In 1995, MCA Records released Saturday Morning Cartoons Greatest Hits, a compilation of then current alt-rock stars and also-rans transforming the 30-60 second theme songs from classic children’s shows into three-minute pop songs, accompanied by a full length home video that featured all the songs on the comp with the linking device of Drew Barrymore watching them all and commenting with her central-casting Gen-X friends. It dovetailed both with the vogue for alt-rock tribute comps and the ongoing popularity of the Television’s Greatest Hits series, which by then had been around for ten years.

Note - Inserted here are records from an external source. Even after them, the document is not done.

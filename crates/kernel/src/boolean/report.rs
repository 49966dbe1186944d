use serde::{Deserialize, Serialize};
use thiserror::Error;
use tracing::warn;

use super::progress::Stage;
use crate::topology::shape::EntityRef;

/// Hard failures: no shape is returned.
#[derive(Debug, Clone, PartialEq, Error)]
pub enum BooleanError {
    #[error("invalid argument: {reason}")]
    InvalidArgument { reason: String },

    #[error("operation cancelled during {stage:?}")]
    Cancelled { stage: Stage },

    #[error("no valid output producible: {reason}")]
    NoValidOutput { reason: String },
}

impl BooleanError {
    pub fn invalid(reason: impl Into<String>) -> Self {
        BooleanError::InvalidArgument { reason: reason.into() }
    }
}

#[derive(Debug, Clone, Copy, PartialEq, Eq, Hash, Serialize, Deserialize)]
pub enum WarningKind {
    /// Intersection stayed ambiguous after every tolerance growth attempt.
    ToleranceExhausted,
    /// A wire or shell junction could not be resolved.
    AssemblyAmbiguous,
    /// Section curves were still producing new interferences at the pass limit.
    PassLimitReached,
    /// The geometry engine could not intersect a pair.
    IntersectionFailed,
    /// Membership stayed undecided; the fragment defaulted to `OnBoundary`.
    ClassificationInconclusive,
    /// An edge fragment within tolerance of zero length vanished.
    SmallEdge,
}

#[derive(Debug, Clone, PartialEq, Serialize, Deserialize)]
pub struct Warning {
    pub kind: WarningKind,
    pub entities: Vec<EntityRef>,
    pub message: String,
}

/// Recoverable conditions accumulated over one run.
#[derive(Debug, Clone, Default, PartialEq, Serialize, Deserialize)]
pub struct Report {
    pub warnings: Vec<Warning>,
}

impl Report {
    pub fn push(&mut self, kind: WarningKind, entities: Vec<EntityRef>, message: impl Into<String>) {
        let message = message.into();
        warn!(?kind, ?entities, "{message}");
        self.warnings.push(Warning { kind, entities, message });
    }

    pub fn is_clean(&self) -> bool {
        self.warnings.is_empty()
    }

    pub fn count(&self, kind: WarningKind) -> usize {
        self.warnings.iter().filter(|w| w.kind == kind).count()
    }

    pub fn has(&self, kind: WarningKind) -> bool {
        self.count(kind) > 0
    }

    pub fn extend(&mut self, other: Report) {
        self.warnings.extend(other.warnings);
    }

    pub fn to_json(&self) -> Result<String, serde_json::Error> {
        serde_json::to_string_pretty(self)
    }
}
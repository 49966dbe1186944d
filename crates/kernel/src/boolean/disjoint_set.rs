/// Union-find over `0..len`. The representative of a set is always its
/// smallest member, which keeps merges deterministic.
#[derive(Debug, Clone, Default)]
pub struct DisjointSet {
    parent: Vec<usize>,
}

impl DisjointSet {
    pub fn new(len: usize) -> Self {
        Self {
            parent: (0..len).collect(),
        }
    }

    pub fn len(&self) -> usize {
        self.parent.len()
    }

    pub fn is_empty(&self) -> bool {
        self.parent.is_empty()
    }

    /// Append a singleton set and return its index.
    pub fn push(&mut self) -> usize {
        let i = self.parent.len();
        self.parent.push(i);
        i
    }

    pub fn find(&self, mut i: usize) -> usize {
        while self.parent[i] != i {
            i = self.parent[i];
        }
        i
    }

    /// Find with path compression.
    pub fn find_mut(&mut self, i: usize) -> usize {
        let root = self.find(i);
        let mut cur = i;
        while self.parent[cur] != root {
            let next = self.parent[cur];
            self.parent[cur] = root;
            cur = next;
        }
        root
    }

    /// Merge the sets of `a` and `b`; returns the new representative.
    pub fn union(&mut self, a: usize, b: usize) -> usize {
        let (ra, rb) = (self.find_mut(a), self.find_mut(b));
        let (lo, hi) = (ra.min(rb), ra.max(rb));
        self.parent[hi] = lo;
        lo
    }

    pub fn same(&self, a: usize, b: usize) -> bool {
        self.find(a) == self.find(b)
    }

    /// Every set, singletons included, each sorted, in order of their representative.
    pub fn sets(&self) -> Vec<Vec<usize>> {
        let mut by_root: std::collections::BTreeMap<usize, Vec<usize>> = Default::default();
        for i in 0..self.parent.len() {
            by_root.entry(self.find(i)).or_default().push(i);
        }
        by_root.into_values().collect()
    }

    /// Sets with more than one member.
    pub fn groups(&self) -> Vec<Vec<usize>> {
        self.sets().into_iter().filter(|g| g.len() > 1).collect()
    }
}
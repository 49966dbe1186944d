pub mod geometry;
pub mod topology;
pub mod boolean;
pub mod validation;

// Re-export the main entry points at crate root for convenience.
pub use boolean::engine::{BooleanOperation, BooleanOutput, common, cut, fuse, section};
pub use boolean::history::{EntityStatus, History};
pub use boolean::options::{BooleanConfig, Operation, Tuning};
pub use boolean::progress::{ProgressToken, Stage};
pub use boolean::report::{BooleanError, Report, Warning, WarningKind};
pub use boolean::{BooleanEngine, DefaultBooleanEngine};
pub use geometry::{Evaluable, GeometryEngine, SurfaceEvaluable};
pub use topology::brep::EntityStore;
pub use topology::shape::{EntityKind, EntityRef, Shape};

/// Global tolerance configuration for geometric comparisons.
#[derive(Debug, Clone, Copy)]
pub struct Tolerance {
    /// Points closer than this are considered coincident (meters).
    pub coincidence: f64,
    /// Angles smaller than this (radians) are considered zero.
    pub angular: f64,
    /// Parameter-space tolerance for curve/surface evaluations.
    pub parametric: f64,
}

impl Default for Tolerance {
    fn default() -> Self {
        Self {
            coincidence: 1e-7,
            angular: 1e-10,
            parametric: 1e-9,
        }
    }
}

/// Default tolerance used by primitives and new entities.
pub fn default_tolerance() -> Tolerance {
    Tolerance::default()
}
use approx::AbsDiffEq;
use serde::{Deserialize, Serialize};
use std::ops::{Add, Div, Mul, Neg, Sub};

/// A vector in 3D Euclidean space.
#[derive(Debug, Clone, Copy, PartialEq, Serialize, Deserialize)]
pub struct Vec3 {
    pub x: f64,
    pub y: f64,
    pub z: f64,
}

impl Vec3 {
    pub const ZERO: Self = Self::new(0.0, 0.0, 0.0);
    pub const X: Self = Self::new(1.0, 0.0, 0.0);
    pub const Y: Self = Self::new(0.0, 1.0, 0.0);
    pub const Z: Self = Self::new(0.0, 0.0, 1.0);

    pub const fn new(x: f64, y: f64, z: f64) -> Self {
        Self { x, y, z }
    }

    pub fn dot(&self, other: &Self) -> f64 {
        self.x * other.x + self.y * other.y + self.z * other.z
    }

    pub fn cross(&self, other: &Self) -> Self {
        Self {
            x: self.y * other.z - self.z * other.y,
            y: self.z * other.x - self.x * other.z,
            z: self.x * other.y - self.y * other.x,
        }
    }

    pub fn length(&self) -> f64 {
        self.length_squared().sqrt()
    }

    pub fn length_squared(&self) -> f64 {
        self.dot(self)
    }

    pub fn normalized(&self) -> Option<Self> {
        let len = self.length();
        if len < 1e-15 { None } else { Some(*self / len) }
    }

    /// Unit vector, or `Vec3::ZERO` for a null input.
    pub fn normalize_or_zero(&self) -> Self {
        self.normalized().unwrap_or(Self::ZERO)
    }

    pub fn angle_to(&self, other: &Self) -> f64 {
        let len_product = self.length() * other.length();
        if len_product < 1e-15 {
            return 0.0;
        }
        (self.dot(other) / len_product).clamp(-1.0, 1.0).acos()
    }

    /// Parallel or anti-parallel within `angular_tol`, measured on the
    /// sine of the enclosed angle.
    pub fn is_parallel_to(&self, other: &Self, angular_tol: f64) -> bool {
        let len_product = self.length() * other.length();
        if len_product < 1e-15 {
            return true;
        }
        self.cross(other).length() / len_product <= angular_tol
    }

    /// Any unit vector orthogonal to `self`.
    pub fn any_orthogonal(&self) -> Self {
        let seed = if self.x.abs() < 0.9 { Self::X } else { Self::Y };
        seed.cross(self).normalize_or_zero()
    }

    pub fn to_nalgebra(&self) -> nalgebra::Vector3<f64> {
        nalgebra::Vector3::new(self.x, self.y, self.z)
    }
}

impl Add for Vec3 {
    type Output = Self;
    fn add(self, rhs: Self) -> Self::Output {
        Self::new(self.x + rhs.x, self.y + rhs.y, self.z + rhs.z)
    }
}

impl Sub for Vec3 {
    type Output = Self;
    fn sub(self, rhs: Self) -> Self::Output {
        Self::new(self.x - rhs.x, self.y - rhs.y, self.z - rhs.z)
    }
}

impl Mul<f64> for Vec3 {
    type Output = Self;
    fn mul(self, rhs: f64) -> Self::Output {
        Self::new(self.x * rhs, self.y * rhs, self.z * rhs)
    }
}

impl Div<f64> for Vec3 {
    type Output = Self;
    fn div(self, rhs: f64) -> Self::Output {
        Self::new(self.x / rhs, self.y / rhs, self.z / rhs)
    }
}

impl Neg for Vec3 {
    type Output = Self;
    fn neg(self) -> Self::Output {
        Self::new(-self.x, -self.y, -self.z)
    }
}

impl AbsDiffEq for Vec3 {
    type Epsilon = f64;

    fn default_epsilon() -> f64 {
        f64::default_epsilon()
    }

    fn abs_diff_eq(&self, other: &Self, epsilon: f64) -> bool {
        self.x.abs_diff_eq(&other.x, epsilon)
            && self.y.abs_diff_eq(&other.y, epsilon)
            && self.z.abs_diff_eq(&other.z, epsilon)
    }
}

Though they win points for sporting cool Glenn Barr cover art, both the CD and video were pretty crummy overall, but naturally, amid the dross of tepid mid-’90s radio alt (Sponge, Semisonic, Collective Soul, Sublime—I’ll bet you just can’t wait to hear it now, right?) there were some terrific moments. How could the Ramones doing the unforgettable theme to those endearingly cheap 1967 Spider-Man cartoons be bad? IT CANNOT. Violent Femmes went on a marvelously weird tangent. Instead of covering the Jetsons actual theme song, they did a deep cut: “Eep, Opp, Ork, Ah-ah!” by the in-universe teen idol Jet Screamer. It’s pretty great. The Reverend Horton Heat did a roaring psychobilly medley of the Jonny Quest theme and another deep dig, “Stop That Pigeon” from the short-lived Dastardly and Muttley in Their Flying Machines. The Butthole Surfers, though they were well past the height of their powers by then, did a mindwarping take on the Underdog theme. And there’s perhaps the album’s most perfect pairing of artist and material, the Aussie folk-pop band Frente! doing a really charming “Open up Your Heart (and Let the Sunshine In),” a 1954 song about rejecting the Devil, which became huge when the infant Pebbles and Bamm-Bamm sang it on The Flintstones.
 
More after the jump…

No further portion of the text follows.